Across the listing that follows, establish how many lines contain the string "impl" and provide that number by itself.

[[ DATASET RECORDS open ]]

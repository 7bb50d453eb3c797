/// Strategy for displaying version information.
#[derive(Debug, Clone, Copy)]
pub struct VersionStrategy;

impl super::CommandStrategy for VersionStrategy {
    type Input = ();

    async fn execute(&self, _input: Self::Input) -> anyhow::Result<()> {
        println!("chatdock {}", env!("CARGO_PKG_VERSION"));
        Ok(())
    }
}
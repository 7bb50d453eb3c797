//! Page-context tags.
//!
//! The tag classifies the portal page the assistant was opened on. It is
//! resolved once per session and sent along with every call so the server
//! can bias its prompt and suggestions.

use serde::{Deserialize, Serialize};
use std::fmt;

#[derive(Debug, Clone, Copy, Default, Serialize, Deserialize, PartialEq, Eq, Hash)]
pub enum PageContext {
    WinterOpsLog,
    GreenOpsLog,
    MyTickets,
    PropertyInfo,
    #[default]
    #[serde(rename = "default")]
    Default,
}

impl PageContext {
    /// Lookup order matters: the first marker contained in the path wins.
    const MARKERS: [(&'static str, Self); 4] = [
        ("WinterOpsLog", Self::WinterOpsLog),
        ("GreenOpsLog", Self::GreenOpsLog),
        ("MyTickets", Self::MyTickets),
        ("PropertyInfo", Self::PropertyInfo),
    ];

    /// Classify a page path such as `/WinterOpsLog.html`.
    #[must_use]
    pub fn from_path(path: &str) -> Self {
        Self::MARKERS
            .iter()
            .find(|(marker, _)| path.contains(marker))
            .map_or(Self::Default, |(_, page)| *page)
    }

    /// Wire tag, as sent in `page_context` and `?page=`.
    #[must_use]
    pub const fn as_str(self) -> &'static str {
        match self {
            Self::WinterOpsLog => "WinterOpsLog",
            Self::GreenOpsLog => "GreenOpsLog",
            Self::MyTickets => "MyTickets",
            Self::PropertyInfo => "PropertyInfo",
            Self::Default => "default",
        }
    }
}

impl fmt::Display for PageContext {
    fn fmt(&self, f: &mut fmt::Formatter<'_>) -> fmt::Result {
        f.write_str(self.as_str())
    }
}

#[cfg(test)]
mod tests {
    use super::*;

    #[test]
    fn classifies_known_pages() {
        assert_eq!(
            PageContext::from_path("/portal/WinterOpsLog.html"),
            PageContext::WinterOpsLog
        );
        assert_eq!(
            PageContext::from_path("/GreenOpsLog"),
            PageContext::GreenOpsLog
        );
        assert_eq!(
            PageContext::from_path("/MyTickets.html?x=1"),
            PageContext::MyTickets
        );
        assert_eq!(
            PageContext::from_path("/PropertyInfo.html"),
            PageContext::PropertyInfo
        );
    }

    #[test]
    fn unknown_pages_fall_back_to_default() {
        assert_eq!(PageContext::from_path("/"), PageContext::Default);
        assert_eq!(PageContext::from_path("/login.html"), PageContext::Default);
        // Matching is case-sensitive.
        assert_eq!(PageContext::from_path("/mytickets"), PageContext::Default);
    }

    #[test]
    fn serializes_to_wire_tag() {
        let tags: Vec<String> = [PageContext::MyTickets, PageContext::Default]
            .iter()
            .filter_map(|p| serde_json::to_string(p).ok())
            .collect();
        assert_eq!(tags, vec!["\"MyTickets\"", "\"default\""]);
        assert_eq!(PageContext::Default.to_string(), "default");
    }
}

[[ DATASET RECORDS closed ]]

> [SOLUTION TO THE PROBLEM]
3